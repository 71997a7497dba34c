//! Error types for the Galaxy3D shader reflection
//!
//! This module defines the error types returned by the reflection compactor
//! and by raw reflector backends.

use std::fmt;

/// Result type for Galaxy3D reflection operations
pub type Result<T> = std::result::Result<T, Error>;

/// Galaxy3D reflection errors
#[derive(Debug, Clone)]
pub enum Error {
    /// Invalid caller input (empty bytecode, misaligned length, etc.)
    InvalidInput(String),

    /// The raw reflector could not parse the shader (propagated unchanged)
    ReflectorError(String),

    /// Internal invariant broken between the size-accounting and compaction passes
    InvariantViolation(String),
}

impl fmt::Display for Error {
    fn fmt(&self, f: &mut fmt::Formatter<'_>) -> fmt::Result {
        match self {
            Error::InvalidInput(msg) => write!(f, "Invalid input: {}", msg),
            Error::ReflectorError(msg) => write!(f, "Reflector error: {}", msg),
            Error::InvariantViolation(msg) => write!(f, "Invariant violation: {}", msg),
        }
    }
}

impl std::error::Error for Error {}

// ===== ERROR MACROS =====

/// Build a `ReflectorError` and log it at ERROR severity
///
/// # Example
///
/// ```no_run
/// use galaxy_3d_reflection::engine_err;
///
/// let err = engine_err!("galaxy3d::spirq", "SPIR-V reflection failed: {}", "bad magic");
/// ```
#[macro_export]
macro_rules! engine_err {
    ($source:expr, $($arg:tt)*) => {{
        let message = format!($($arg)*);
        $crate::engine_error!($source, "{}", message);
        $crate::galaxy3d::Error::ReflectorError(message)
    }};
}

/// Log and return a `ReflectorError` from the enclosing function
///
/// # Example
///
/// ```no_run
/// use galaxy_3d_reflection::engine_bail;
///
/// fn parse(words: &[u32]) -> galaxy_3d_reflection::galaxy3d::Result<()> {
///     if words.is_empty() {
///         engine_bail!("galaxy3d::spirq", "Empty module");
///     }
///     Ok(())
/// }
/// ```
#[macro_export]
macro_rules! engine_bail {
    ($source:expr, $($arg:tt)*) => {
        return Err($crate::engine_err!($source, $($arg)*))
    };
}

#[cfg(test)]
#[path = "error_tests.rs"]
mod tests;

------

__Your instructions__: Your response should be the lines of the entries above that include the string "shader".

__Response to the task__:
//! Error types for the Galaxy3D shader reflection
    /// The raw reflector could not parse the shader (propagated unchanged)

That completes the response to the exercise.